Stefania Craxi: "Grazie Mattarella, suo gesto passo ulteriore per scrivere bene storia"

"Un ringraziamento sentito al presidente della Repubblica, Sergio Mattarella. Le parole che ha inteso pronunciare in questo venticinquesimo anniversario della scomparsa di Bettino Craxi, restituiscono uno spaccato di verità sull’opera e sulla figura del leader socialista, rendono meriti e onore a una personalità, tutta politica, che ha segnato in positivo un tratto di storia repubblicana, e rammentano lo spessore e il protagonismo internazionale dell’esule di Hammamet. Il gesto del capo dello Stato, tutt’altro che formale, la sua attenzione, rappresentano un ulteriore passo affinché, come ripeteva Craxi, la Storia sia scritta bene. Grazie presidente". Così in una nota la figlia Stefania Craxi.

Tajani: "Sue idee innovative hanno agito per Forza Italia come bussola"

"Io credo che chi non ha memoria non ha futuro. Guido un partito, Forza Italia, che è cristiano e garantista in cui l'ispirazione molto moderna di Sturzo e le idee innovative di Craxi hanno sempre agito per noi come bussola. Il leader del Psi, Andreotti e Berlusconi sono stati i protagonisti della politica estera italiana negli scorsi decenni e dobbiamo molto a tutti e tre. Le eredità naturalmente vanno attualizzate, ed è quello che noi cerchiamo di fare.
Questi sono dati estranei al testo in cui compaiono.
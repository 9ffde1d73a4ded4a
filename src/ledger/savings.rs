// Copyright (c) AlphaVelocity.
// All rights reserved.
//
// This source code is licensed under the license found in the
// LICENSE file in the root directory of this source tree.

use chrono::NaiveDate;
use rusqlite::{params, Connection};
use rust_decimal::Decimal;

use super::{parse_stored_date, parse_stored_decimal, transactions};
use crate::error::{LedgerError, Result};
use crate::models::{GoalPatch, NewTransaction, SavingsGoal, TxnKind};
use crate::utils::months_remaining;

pub fn create(
    conn: &Connection,
    user_id: &str,
    name: &str,
    target_amount: Decimal,
    target_date: Option<NaiveDate>,
    today: NaiveDate,
) -> Result<SavingsGoal> {
    if target_amount <= Decimal::ZERO {
        return Err(LedgerError::validation(format!(
            "target amount must be positive, got {}",
            target_amount
        )));
    }
    let name = name.trim();
    if name.is_empty() {
        return Err(LedgerError::validation("goal name must not be empty"));
    }
    conn.execute(
        "INSERT INTO savings_goals(user_id, name, target_amount, current_amount, target_date)
         VALUES (?1, ?2, ?3, '0', ?4)",
        params![
            user_id,
            name,
            target_amount.to_string(),
            target_date.map(|d| d.to_string())
        ],
    )?;
    get(conn, user_id, conn.last_insert_rowid(), today)
}

pub fn get(conn: &Connection, user_id: &str, id: i64, today: NaiveDate) -> Result<SavingsGoal> {
    let raw = fetch_row(conn, user_id, id)?;
    Ok(derive(raw, today))
}

pub fn list(conn: &Connection, user_id: &str, today: NaiveDate) -> Result<Vec<SavingsGoal>> {
    let mut stmt = conn.prepare(
        "SELECT id, user_id, name, target_amount, current_amount, target_date
         FROM savings_goals WHERE user_id=?1 ORDER BY name",
    )?;
    let mut rows = stmt.query(params![user_id])?;
    let mut out = Vec::new();
    while let Some(r) = rows.next()? {
        out.push(derive(raw_from_row(r)?, today));
    }
    Ok(out)
}

/// Move money into a goal. The goal balance update and the matching
/// `savings` ledger entry commit in one SQLite transaction; a failure in
/// either leaves both untouched.
pub fn contribute(
    conn: &mut Connection,
    user_id: &str,
    goal_id: i64,
    amount: Decimal,
    today: NaiveDate,
) -> Result<SavingsGoal> {
    if amount <= Decimal::ZERO {
        return Err(LedgerError::validation(format!(
            "contribution amount must be positive, got {}",
            amount
        )));
    }
    let tx = conn.transaction()?;
    {
        let goal = fetch_row(&tx, user_id, goal_id)?;
        let new_amount = goal.current_amount + amount;
        tx.execute(
            "UPDATE savings_goals SET current_amount=?1 WHERE id=?2",
            params![new_amount.to_string(), goal_id],
        )?;
        transactions::insert_raw(
            &tx,
            user_id,
            &NewTransaction {
                category_id: None,
                amount,
                kind: TxnKind::Savings,
                description: Some(format!("Contribution to {}", goal.name)),
                date: today,
            },
            Some(goal_id),
        )?;
    }
    tx.commit()?;
    get(conn, user_id, goal_id, today)
}

/// Move money back out of a goal, restoring spendable balance. Atomic the
/// same way `contribute` is.
pub fn withdraw(
    conn: &mut Connection,
    user_id: &str,
    goal_id: i64,
    amount: Decimal,
    today: NaiveDate,
) -> Result<SavingsGoal> {
    if amount <= Decimal::ZERO {
        return Err(LedgerError::validation(format!(
            "withdrawal amount must be positive, got {}",
            amount
        )));
    }
    let tx = conn.transaction()?;
    {
        let goal = fetch_row(&tx, user_id, goal_id)?;
        if amount > goal.current_amount {
            return Err(LedgerError::validation(format!(
                "cannot withdraw {} from '{}' holding {}",
                amount, goal.name, goal.current_amount
            )));
        }
        let new_amount = goal.current_amount - amount;
        tx.execute(
            "UPDATE savings_goals SET current_amount=?1 WHERE id=?2",
            params![new_amount.to_string(), goal_id],
        )?;
        transactions::insert_raw(
            &tx,
            user_id,
            &NewTransaction {
                category_id: None,
                amount,
                kind: TxnKind::SavingsWithdrawal,
                description: Some(format!("Withdrawal from {}", goal.name)),
                date: today,
            },
            Some(goal_id),
        )?;
    }
    tx.commit()?;
    get(conn, user_id, goal_id, today)
}

pub fn update(
    conn: &Connection,
    user_id: &str,
    id: i64,
    patch: &GoalPatch,
    today: NaiveDate,
) -> Result<SavingsGoal> {
    let current = fetch_row(conn, user_id, id)?;
    let name = match &patch.name {
        Some(n) => {
            if n.trim().is_empty() {
                return Err(LedgerError::validation("goal name must not be empty"));
            }
            n.trim().to_string()
        }
        None => current.name,
    };
    let target = match patch.target_amount {
        Some(t) => {
            if t <= Decimal::ZERO {
                return Err(LedgerError::validation(format!(
                    "target amount must be positive, got {}",
                    t
                )));
            }
            t
        }
        None => current.target_amount,
    };
    let target_date = match patch.target_date {
        Some(d) => d,
        None => current.target_date,
    };
    conn.execute(
        "UPDATE savings_goals SET name=?1, target_amount=?2, target_date=?3 WHERE id=?4",
        params![
            name,
            target.to_string(),
            target_date.map(|d| d.to_string()),
            id
        ],
    )?;
    get(conn, user_id, id, today)
}

/// Delete a goal. Past contribution and withdrawal transactions stay in the
/// ledger as history (their goal link is nulled by the schema), so the main
/// balance does not move.
pub fn remove(conn: &Connection, user_id: &str, id: i64) -> Result<()> {
    fetch_row(conn, user_id, id)?;
    conn.execute("DELETE FROM savings_goals WHERE id=?1", params![id])?;
    Ok(())
}

struct RawGoal {
    id: i64,
    user_id: String,
    name: String,
    target_amount: Decimal,
    current_amount: Decimal,
    target_date: Option<NaiveDate>,
}

fn raw_from_row(r: &rusqlite::Row) -> Result<RawGoal> {
    let target: String = r.get(3)?;
    let current: String = r.get(4)?;
    let target_date: Option<String> = r.get(5)?;
    Ok(RawGoal {
        id: r.get(0)?,
        user_id: r.get(1)?,
        name: r.get(2)?,
        target_amount: parse_stored_decimal(&target, "target amount")?,
        current_amount: parse_stored_decimal(&current, "current amount")?,
        target_date: match target_date {
            Some(s) => Some(parse_stored_date(&s, "target date")?),
            None => None,
        },
    })
}

fn fetch_row(conn: &Connection, user_id: &str, id: i64) -> Result<RawGoal> {
    let mut stmt = conn.prepare(
        "SELECT id, user_id, name, target_amount, current_amount, target_date
         FROM savings_goals WHERE id=?1",
    )?;
    let mut rows = stmt.query(params![id])?;
    let Some(r) = rows.next()? else {
        return Err(LedgerError::not_found("goal", id));
    };
    let raw = raw_from_row(r)?;
    if raw.user_id != user_id {
        return Err(LedgerError::Authorization { what: "goal", id });
    }
    Ok(raw)
}

fn derive(raw: RawGoal, today: NaiveDate) -> SavingsGoal {
    let percent_complete = raw.current_amount / raw.target_amount * Decimal::from(100);
    SavingsGoal {
        id: raw.id,
        user_id: raw.user_id,
        name: raw.name,
        target_amount: raw.target_amount,
        current_amount: raw.current_amount,
        target_date: raw.target_date,
        percent_complete,
        months_remaining: months_remaining(raw.target_date, today),
    }
}
// Copyright (c) 2025 Soumyadip Sarkar.
// All rights reserved.
//
// This source code is licensed under the license found in the
// LICENSE file in the root directory of this source tree.

use chrono::{Datelike, NaiveDate, Weekday};
use rusqlite::{params, Connection};
use rust_decimal::Decimal;

use super::{month_span, parse_stored_date, parse_stored_decimal, transactions};
use crate::error::{LedgerError, Result};
use crate::models::{Budget, BudgetPatch, BudgetPeriod, NewBudget};

pub fn create(conn: &Connection, user_id: &str, new: &NewBudget, today: NaiveDate) -> Result<Budget> {
    if new.limit_amount <= Decimal::ZERO {
        return Err(LedgerError::validation(format!(
            "limit amount must be positive, got {}",
            new.limit_amount
        )));
    }
    if new.name.trim().is_empty() {
        return Err(LedgerError::validation("budget name must not be empty"));
    }
    if let Some(end) = new.end_date {
        if end < new.start_date {
            return Err(LedgerError::validation(format!(
                "end date {} is before start date {}",
                end, new.start_date
            )));
        }
    }
    if let Some(cat_id) = new.category_id {
        super::categories::get(conn, user_id, cat_id)?;
    }
    conn.execute(
        "INSERT INTO budgets(user_id, category_id, name, limit_amount, period, start_date, end_date)
         VALUES (?1, ?2, ?3, ?4, ?5, ?6, ?7)",
        params![
            user_id,
            new.category_id,
            new.name.trim(),
            new.limit_amount.to_string(),
            new.period.as_str(),
            new.start_date.to_string(),
            new.end_date.map(|d| d.to_string())
        ],
    )?;
    get(conn, user_id, conn.last_insert_rowid(), today)
}

/// Load a budget with `spent`/`remaining` recomputed from the transaction
/// log for the period window containing `today`. Nothing here is cached
/// across writes; every read replays the log.
pub fn get(conn: &Connection, user_id: &str, id: i64, today: NaiveDate) -> Result<Budget> {
    let row = fetch_row(conn, user_id, id)?;
    derive(conn, row, today)
}

pub fn list(conn: &Connection, user_id: &str, today: NaiveDate) -> Result<Vec<Budget>> {
    let mut stmt = conn.prepare(
        "SELECT id, user_id, category_id, name, limit_amount, period, start_date, end_date
         FROM budgets WHERE user_id=?1 ORDER BY name",
    )?;
    let mut rows = stmt.query(params![user_id])?;
    let mut out = Vec::new();
    while let Some(r) = rows.next()? {
        let raw = raw_from_row(r)?;
        out.push(derive(conn, raw, today)?);
    }
    Ok(out)
}

pub fn update(
    conn: &Connection,
    user_id: &str,
    id: i64,
    patch: &BudgetPatch,
    today: NaiveDate,
) -> Result<Budget> {
    let current = fetch_row(conn, user_id, id)?;
    let name = match &patch.name {
        Some(n) => {
            if n.trim().is_empty() {
                return Err(LedgerError::validation("budget name must not be empty"));
            }
            n.trim().to_string()
        }
        None => current.name,
    };
    let limit = match patch.limit_amount {
        Some(l) => {
            if l <= Decimal::ZERO {
                return Err(LedgerError::validation(format!(
                    "limit amount must be positive, got {}",
                    l
                )));
            }
            l
        }
        None => current.limit_amount,
    };
    let category_id = match patch.category_id {
        Some(cat) => {
            if let Some(cat_id) = cat {
                super::categories::get(conn, user_id, cat_id)?;
            }
            cat
        }
        None => current.category_id,
    };
    let period = patch.period.unwrap_or(current.period);
    let start_date = patch.start_date.unwrap_or(current.start_date);
    let end_date = match patch.end_date {
        Some(e) => e,
        None => current.end_date,
    };
    if let Some(end) = end_date {
        if end < start_date {
            return Err(LedgerError::validation(format!(
                "end date {} is before start date {}",
                end, start_date
            )));
        }
    }
    conn.execute(
        "UPDATE budgets SET category_id=?1, name=?2, limit_amount=?3, period=?4,
         start_date=?5, end_date=?6 WHERE id=?7",
        params![
            category_id,
            name,
            limit.to_string(),
            period.as_str(),
            start_date.to_string(),
            end_date.map(|d| d.to_string()),
            id
        ],
    )?;
    get(conn, user_id, id, today)
}

pub fn remove(conn: &Connection, user_id: &str, id: i64) -> Result<()> {
    fetch_row(conn, user_id, id)?;
    conn.execute("DELETE FROM budgets WHERE id=?1", params![id])?;
    Ok(())
}

/// The active window of a budget: the calendar period instance (ISO week,
/// calendar month, calendar year) containing `today`, intersected with
/// `[start_date, end_date]`. `today` is clamped into that range first, so a
/// budget viewed before it starts reports its first window and a lapsed
/// budget reports its last. Windows advance automatically; spent resets at
/// each period boundary with no renew action.
pub fn period_window(
    period: BudgetPeriod,
    start_date: NaiveDate,
    end_date: Option<NaiveDate>,
    today: NaiveDate,
) -> Result<(NaiveDate, NaiveDate)> {
    let mut anchor = today;
    if anchor < start_date {
        anchor = start_date;
    }
    if let Some(end) = end_date {
        if anchor > end {
            anchor = end;
        }
    }
    let (inst_start, inst_end) = match period {
        BudgetPeriod::Weekly => {
            let week = anchor.week(Weekday::Mon);
            (week.first_day(), week.last_day())
        }
        BudgetPeriod::Monthly => month_span(anchor.year(), anchor.month())?,
        BudgetPeriod::Yearly => {
            let first = NaiveDate::from_ymd_opt(anchor.year(), 1, 1);
            let last = NaiveDate::from_ymd_opt(anchor.year(), 12, 31);
            match (first, last) {
                (Some(f), Some(l)) => (f, l),
                _ => {
                    return Err(LedgerError::validation(format!(
                        "year {} out of range",
                        anchor.year()
                    )))
                }
            }
        }
    };
    let from = inst_start.max(start_date);
    let to = match end_date {
        Some(end) => inst_end.min(end),
        None => inst_end,
    };
    Ok((from, to))
}

struct RawBudget {
    id: i64,
    user_id: String,
    category_id: Option<i64>,
    name: String,
    limit_amount: Decimal,
    period: BudgetPeriod,
    start_date: NaiveDate,
    end_date: Option<NaiveDate>,
}

fn raw_from_row(r: &rusqlite::Row) -> Result<RawBudget> {
    let limit: String = r.get(4)?;
    let period: String = r.get(5)?;
    let start: String = r.get(6)?;
    let end: Option<String> = r.get(7)?;
    Ok(RawBudget {
        id: r.get(0)?,
        user_id: r.get(1)?,
        category_id: r.get(2)?,
        name: r.get(3)?,
        limit_amount: parse_stored_decimal(&limit, "limit amount")?,
        period: BudgetPeriod::parse(&period)?,
        start_date: parse_stored_date(&start, "start date")?,
        end_date: match end {
            Some(s) => Some(parse_stored_date(&s, "end date")?),
            None => None,
        },
    })
}

fn fetch_row(conn: &Connection, user_id: &str, id: i64) -> Result<RawBudget> {
    let mut stmt = conn.prepare(
        "SELECT id, user_id, category_id, name, limit_amount, period, start_date, end_date
         FROM budgets WHERE id=?1",
    )?;
    let mut rows = stmt.query(params![id])?;
    let Some(r) = rows.next()? else {
        return Err(LedgerError::not_found("budget", id));
    };
    let raw = raw_from_row(r)?;
    if raw.user_id != user_id {
        return Err(LedgerError::Authorization { what: "budget", id });
    }
    Ok(raw)
}

fn derive(conn: &Connection, raw: RawBudget, today: NaiveDate) -> Result<Budget> {
    let (from, to) = period_window(raw.period, raw.start_date, raw.end_date, today)?;
    // A null category means the budget caps all expense spending.
    let filter = transactions::expense_window_filter(raw.category_id, from, to);
    let spent = transactions::sum(conn, &raw.user_id, &filter)?;
    let remaining = raw.limit_amount - spent;
    Ok(Budget {
        id: raw.id,
        user_id: raw.user_id,
        category_id: raw.category_id,
        name: raw.name,
        limit_amount: raw.limit_amount,
        period: raw.period,
        start_date: raw.start_date,
        end_date: raw.end_date,
        spent,
        remaining,
        is_over_budget: spent > raw.limit_amount,
    })
}
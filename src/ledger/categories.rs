// Copyright (c) AlphaVelocity.
// All rights reserved.
//
// This source code is licensed under the license found in the
// LICENSE file in the root directory of this source tree.

use rusqlite::{params, Connection, OptionalExtension};

use crate::error::{LedgerError, Result};
use crate::models::{Category, CategoryKind};

/// Create a category, or return the existing one with the same name.
/// Idempotent by `(user_id, name)`; re-ensuring with a different kind is a
/// validation error rather than a silent overwrite.
pub fn ensure(
    conn: &Connection,
    user_id: &str,
    name: &str,
    kind: CategoryKind,
    icon: Option<&str>,
) -> Result<Category> {
    let name = name.trim();
    if name.is_empty() {
        return Err(LedgerError::validation("category name must not be empty"));
    }
    let existing: Option<(i64, String)> = conn
        .query_row(
            "SELECT id, kind FROM categories WHERE user_id=?1 AND name=?2",
            params![user_id, name],
            |r| Ok((r.get(0)?, r.get(1)?)),
        )
        .optional()?;
    if let Some((id, stored_kind)) = existing {
        if CategoryKind::parse(&stored_kind)? != kind {
            return Err(LedgerError::validation(format!(
                "category '{}' already exists with kind {}",
                name, stored_kind
            )));
        }
        return get(conn, user_id, id);
    }
    conn.execute(
        "INSERT INTO categories(user_id, name, kind, icon) VALUES (?1, ?2, ?3, ?4)",
        params![user_id, name, kind.as_str(), icon],
    )?;
    get(conn, user_id, conn.last_insert_rowid())
}

pub fn get(conn: &Connection, user_id: &str, id: i64) -> Result<Category> {
    let row: Option<(String, String, String, Option<String>)> = conn
        .query_row(
            "SELECT user_id, name, kind, icon FROM categories WHERE id=?1",
            params![id],
            |r| Ok((r.get(0)?, r.get(1)?, r.get(2)?, r.get(3)?)),
        )
        .optional()?;
    let (owner, name, kind, icon) = row.ok_or(LedgerError::not_found("category", id))?;
    if owner != user_id {
        return Err(LedgerError::Authorization {
            what: "category",
            id,
        });
    }
    Ok(Category {
        id,
        user_id: owner,
        name,
        kind: CategoryKind::parse(&kind)?,
        icon,
    })
}

pub fn list(conn: &Connection, user_id: &str, kind: Option<CategoryKind>) -> Result<Vec<Category>> {
    let mut sql =
        String::from("SELECT id, user_id, name, kind, icon FROM categories WHERE user_id=?");
    let mut params_vec: Vec<String> = vec![user_id.to_string()];
    if let Some(k) = kind {
        sql.push_str(" AND kind=?");
        params_vec.push(k.as_str().to_string());
    }
    sql.push_str(" ORDER BY name");

    let mut stmt = conn.prepare(&sql)?;
    let bind: Vec<&dyn rusqlite::ToSql> = params_vec
        .iter()
        .map(|s| s as &dyn rusqlite::ToSql)
        .collect();
    let mut rows = stmt.query(rusqlite::params_from_iter(bind))?;

    let mut out = Vec::new();
    while let Some(r) = rows.next()? {
        let kind: String = r.get(3)?;
        out.push(Category {
            id: r.get(0)?,
            user_id: r.get(1)?,
            name: r.get(2)?,
            kind: CategoryKind::parse(&kind)?,
            icon: r.get(4)?,
        });
    }
    Ok(out)
}

/// Delete a category. Fails with a conflict while any transaction, budget,
/// or recurring payment still references it.
pub fn remove(conn: &Connection, user_id: &str, id: i64) -> Result<()> {
    let cat = get(conn, user_id, id)?;
    let refs: i64 = conn.query_row(
        "SELECT (SELECT COUNT(*) FROM transactions WHERE category_id=?1)
              + (SELECT COUNT(*) FROM budgets WHERE category_id=?1)
              + (SELECT COUNT(*) FROM recurring_payments WHERE category_id=?1)",
        params![id],
        |r| r.get(0),
    )?;
    if refs > 0 {
        return Err(LedgerError::Conflict(format!(
            "category '{}' is still referenced by {} row(s)",
            cat.name, refs
        )));
    }
    conn.execute("DELETE FROM categories WHERE id=?1", params![id])?;
    Ok(())
}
Ma la loro lucidità di sguardo e il loro approccio insieme ideale e pragmatico sulle grandi questioni del mondo, e di un mondo che adesso è ancora più in subbuglio rispetto a prima, sono particolarmente preziosi in questa fase", ha detto Antonio Tajani, segretario di Forza Italia, vicepremier e ministro degli Esteri, in un'intervista al Messaggero.